● What to work on:
Where does the string "const" appear in the records? Copy each line that holds it.

● Dataset content:
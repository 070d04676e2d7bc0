//! Audio playback to speakers
//!
//! [`PlaybackController::play`] is fire-and-forget: each call decodes and plays
//! its payload on the blocking pool and reports `started`, then exactly one of
//! `ended` or `error`, tagged with the call's utterance id.

use std::io::Cursor;
use std::sync::atomic::{AtomicBool, AtomicU64, AtomicUsize, Ordering};
use std::sync::{Arc, Mutex, MutexGuard, PoisonError};
use std::time::{Duration, Instant};

use cpal::traits::{DeviceTrait, HostTrait, StreamTrait};
use cpal::SampleRate;
use tokio::sync::broadcast;

use crate::{Error, Result};

/// Capacity of the lifecycle event channel
const EVENT_CAPACITY: usize = 64;

/// Extra time allowed past the nominal clip length before giving up
const DRAIN_GRACE: Duration = Duration::from_millis(500);

/// Decoded mono samples ready for an output device
#[derive(Debug, Clone)]
pub struct DecodedAudio {
    samples: Arc<[f32]>,
    sample_rate: u32,
}

impl DecodedAudio {
    /// Wrap mono samples
    #[must_use]
    pub fn new(samples: Vec<f32>, sample_rate: u32) -> Self {
        Self {
            samples: samples.into(),
            sample_rate,
        }
    }

    /// Mono samples in `[-1.0, 1.0]`
    #[must_use]
    pub fn samples(&self) -> &[f32] {
        &self.samples
    }

    /// Sample rate in Hz
    #[must_use]
    pub const fn sample_rate(&self) -> u32 {
        self.sample_rate
    }

    /// Nominal playing time
    #[must_use]
    pub fn duration(&self) -> Duration {
        if self.sample_rate == 0 {
            return Duration::ZERO;
        }
        let ms = (self.samples.len() as u64 * 1000) / u64::from(self.sample_rate);
        Duration::from_millis(ms)
    }
}

/// Output device seam
///
/// The real implementation is [`SpeakerSink`]; tests substitute a fake.
pub trait AudioSink: Send + Sync {
    /// Play samples to completion, returning early once `stop` is raised
    ///
    /// # Errors
    ///
    /// Returns error if the device cannot be opened or fails mid-stream
    fn play_blocking(&self, audio: &DecodedAudio, stop: &AtomicBool) -> Result<()>;
}

/// Lifecycle stage of one playback attempt
#[derive(Debug, Clone, PartialEq, Eq)]
pub enum PlaybackEventKind {
    /// Audio started playing
    Started,
    /// Audio finished or was abandoned for a newer utterance
    Ended,
    /// Decoding or output failed
    Error(String),
}

/// Playback lifecycle event
#[derive(Debug, Clone, PartialEq, Eq)]
pub struct PlaybackEvent {
    /// Utterance the event belongs to
    pub utterance: u64,
    /// What happened
    pub kind: PlaybackEventKind,
}

/// Per-call playback state
///
/// Releasing is idempotent: only the first call reports `true`.
#[derive(Debug)]
pub struct PlaybackHandle {
    utterance: u64,
    released: AtomicBool,
    stop: AtomicBool,
}

impl PlaybackHandle {
    fn new(utterance: u64) -> Self {
        Self {
            utterance,
            released: AtomicBool::new(false),
            stop: AtomicBool::new(false),
        }
    }

    /// Utterance id carried by this attempt's events
    #[must_use]
    pub const fn utterance(&self) -> u64 {
        self.utterance
    }

    /// Release the attempt's resources; `true` only for the first release
    pub fn release(&self) -> bool {
        !self.released.swap(true, Ordering::AcqRel)
    }

    /// Whether the attempt has been released
    #[must_use]
    pub fn is_released(&self) -> bool {
        self.released.load(Ordering::Acquire)
    }

    /// Ask the sink to stop early
    pub fn abandon(&self) {
        self.stop.store(true, Ordering::Release);
    }

    /// Whether a stop was requested
    #[must_use]
    pub fn is_abandoned(&self) -> bool {
        self.stop.load(Ordering::Acquire)
    }
}

type CurrentSlot = Arc<Mutex<Option<Arc<PlaybackHandle>>>>;

/// Called with the utterance id and message of every failed attempt
type FailureHook = Arc<dyn Fn(u64, &str) + Send + Sync>;

fn lock_slot(slot: &Mutex<Option<Arc<PlaybackHandle>>>) -> MutexGuard<'_, Option<Arc<PlaybackHandle>>> {
    slot.lock().unwrap_or_else(PoisonError::into_inner)
}

/// Plays synthesized speech and publishes lifecycle events
pub struct PlaybackController {
    sink: Arc<dyn AudioSink>,
    events: broadcast::Sender<PlaybackEvent>,
    current: CurrentSlot,
    next_utterance: AtomicU64,
    on_failure: Option<FailureHook>,
}

impl PlaybackController {
    /// Create a controller over an output sink
    #[must_use]
    pub fn new(sink: Arc<dyn AudioSink>) -> Self {
        let (events, _) = broadcast::channel(EVENT_CAPACITY);
        Self {
            sink,
            events,
            current: Arc::new(Mutex::new(None)),
            next_utterance: AtomicU64::new(0),
            on_failure: None,
        }
    }

    /// Run `hook` for every failed attempt, before its `error` event is sent
    ///
    /// The hook runs on the playback thread.
    pub fn on_failure(&mut self, hook: impl Fn(u64, &str) + Send + Sync + 'static) {
        self.on_failure = Some(Arc::new(hook));
    }

    /// Observe lifecycle events
    #[must_use]
    pub fn subscribe(&self) -> broadcast::Receiver<PlaybackEvent> {
        self.events.subscribe()
    }

    /// Whether an utterance is currently playing
    #[must_use]
    pub fn is_playing(&self) -> bool {
        lock_slot(&self.current).is_some()
    }

    /// Start playing an encoded payload (WAV or MP3) without waiting for it
    ///
    /// A playback already in flight is abandoned. Must be called within a Tokio runtime.
    pub fn play(&self, payload: Vec<u8>) -> Arc<PlaybackHandle> {
        let utterance = self.next_utterance.fetch_add(1, Ordering::Relaxed) + 1;
        let handle = Arc::new(PlaybackHandle::new(utterance));

        if let Some(previous) = lock_slot(&self.current).replace(Arc::clone(&handle)) {
            tracing::debug!(
                previous = previous.utterance(),
                utterance,
                "abandoning previous playback"
            );
            previous.abandon();
        }

        let attempt = Attempt {
            handle: Arc::clone(&handle),
            events: self.events.clone(),
            current: Arc::clone(&self.current),
            on_failure: self.on_failure.clone(),
        };
        let sink = Arc::clone(&self.sink);

        tracing::debug!(utterance, payload_bytes = payload.len(), "playback queued");
        tokio::task::spawn_blocking(move || attempt.run(sink.as_ref(), &payload));

        handle
    }

    /// Abandon whatever is playing
    pub fn stop(&self) {
        if let Some(current) = lock_slot(&self.current).as_ref() {
            current.abandon();
        }
    }
}

/// One fire-and-forget playback run
struct Attempt {
    handle: Arc<PlaybackHandle>,
    events: broadcast::Sender<PlaybackEvent>,
    current: CurrentSlot,
    on_failure: Option<FailureHook>,
}

impl Attempt {
    fn run(self, sink: &dyn AudioSink, payload: &[u8]) {
        let audio = match decode_audio(payload) {
            Ok(audio) => audio,
            Err(e) => return self.finish(PlaybackEventKind::Error(failure_message(e))),
        };

        if self.handle.is_abandoned() {
            return self.finish(PlaybackEventKind::Ended);
        }

        self.emit(PlaybackEventKind::Started);
        let result = sink.play_blocking(&audio, &self.handle.stop);
        drop(audio);

        match result {
            Ok(()) => self.finish(PlaybackEventKind::Ended),
            Err(e) => self.finish(PlaybackEventKind::Error(failure_message(e))),
        }
    }

    fn emit(&self, kind: PlaybackEventKind) {
        // No subscribers is fine
        let _ = self.events.send(PlaybackEvent {
            utterance: self.handle.utterance(),
            kind,
        });
    }

    fn finish(&self, kind: PlaybackEventKind) {
        if !self.handle.release() {
            return;
        }

        {
            let mut current = lock_slot(&self.current);
            if current
                .as_ref()
                .is_some_and(|c| Arc::ptr_eq(c, &self.handle))
            {
                *current = None;
            }
        }

        tracing::debug!(utterance = self.handle.utterance(), ?kind, "playback finished");
        if let (PlaybackEventKind::Error(message), Some(hook)) = (&kind, &self.on_failure) {
            hook(self.handle.utterance(), message);
        }
        self.emit(kind);
    }
}

impl Drop for Attempt {
    // Covers a sink that panics before reporting; no-op once finished
    fn drop(&mut self) {
        self.finish(PlaybackEventKind::Error("playback task aborted".to_string()));
    }
}

fn failure_message(err: Error) -> String {
    match err {
        Error::PlaybackFailed(message) => message,
        other => other.to_string(),
    }
}

/// Plays audio on the default output device
#[derive(Debug, Default)]
pub struct SpeakerSink;

impl SpeakerSink {
    /// Create a sink for the default output device
    #[must_use]
    pub const fn new() -> Self {
        Self
    }
}

impl AudioSink for SpeakerSink {
    fn play_blocking(&self, audio: &DecodedAudio, stop: &AtomicBool) -> Result<()> {
        if audio.samples().is_empty() {
            return Ok(());
        }

        let failed = |e: &dyn std::fmt::Display| Error::PlaybackFailed(e.to_string());
        let rate = SampleRate(audio.sample_rate());

        let host = cpal::default_host();
        let device = host
            .default_output_device()
            .ok_or_else(|| Error::PlaybackFailed("no output device available".to_string()))?;

        let fits_rate = |c: &cpal::SupportedStreamConfigRange| {
            c.min_sample_rate() <= rate && c.max_sample_rate() >= rate
        };
        let supported_config = device
            .supported_output_configs()
            .map_err(|e| failed(&e))?
            .find(|c| c.channels() == 1 && fits_rate(c))
            .or_else(|| {
                // Fallback: try stereo
                device
                    .supported_output_configs()
                    .ok()?
                    .find(|c| c.channels() == 2 && fits_rate(c))
            })
            .ok_or_else(|| Error::PlaybackFailed("no suitable output config found".to_string()))?;

        let config = supported_config.with_sample_rate(rate).config();
        let channels = usize::from(config.channels.max(1));

        tracing::debug!(
            device = device.name().unwrap_or_default(),
            sample_rate = audio.sample_rate(),
            channels,
            "audio playback initialized"
        );

        let samples = Arc::clone(&audio.samples);
        let position = Arc::new(AtomicUsize::new(0));
        let finished = Arc::new(AtomicBool::new(false));
        let failure: Arc<Mutex<Option<String>>> = Arc::new(Mutex::new(None));

        let cb_position = Arc::clone(&position);
        let cb_finished = Arc::clone(&finished);
        let cb_failure = Arc::clone(&failure);

        let stream = device
            .build_output_stream(
                &config,
                move |data: &mut [f32], _: &cpal::OutputCallbackInfo| {
                    for frame in data.chunks_mut(channels) {
                        let pos = cb_position.load(Ordering::Relaxed);
                        let sample = samples.get(pos).copied().unwrap_or_else(|| {
                            cb_finished.store(true, Ordering::Release);
                            0.0
                        });
                        if pos < samples.len() {
                            cb_position.store(pos + 1, Ordering::Relaxed);
                        }
                        frame.fill(sample);
                    }
                },
                move |err| {
                    tracing::error!(error = %err, "audio playback error");
                    if let Ok(mut slot) = cb_failure.lock() {
                        slot.get_or_insert_with(|| err.to_string());
                    }
                },
                None,
            )
            .map_err(|e| failed(&e))?;

        stream.play().map_err(|e| failed(&e))?;

        // Poll for completion with timeout
        let deadline = Instant::now() + audio.duration() + DRAIN_GRACE;
        while !finished.load(Ordering::Acquire) && !stop.load(Ordering::Acquire) {
            if lock_failure(&failure).is_some() || Instant::now() > deadline {
                break;
            }
            std::thread::sleep(Duration::from_millis(50));
        }

        drop(stream);

        if let Some(message) = lock_failure(&failure).take() {
            return Err(Error::PlaybackFailed(message));
        }

        tracing::debug!(
            samples = position.load(Ordering::Relaxed),
            stopped_early = stop.load(Ordering::Acquire),
            "playback complete"
        );
        Ok(())
    }
}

● Completed exercise:
const EVENT_CAPACITY: usize = 64;
const DRAIN_GRACE: Duration = Duration::from_millis(500);
    pub const fn sample_rate(&self) -> u32 {
    pub const fn utterance(&self) -> u64 {
    pub const fn new() -> Self {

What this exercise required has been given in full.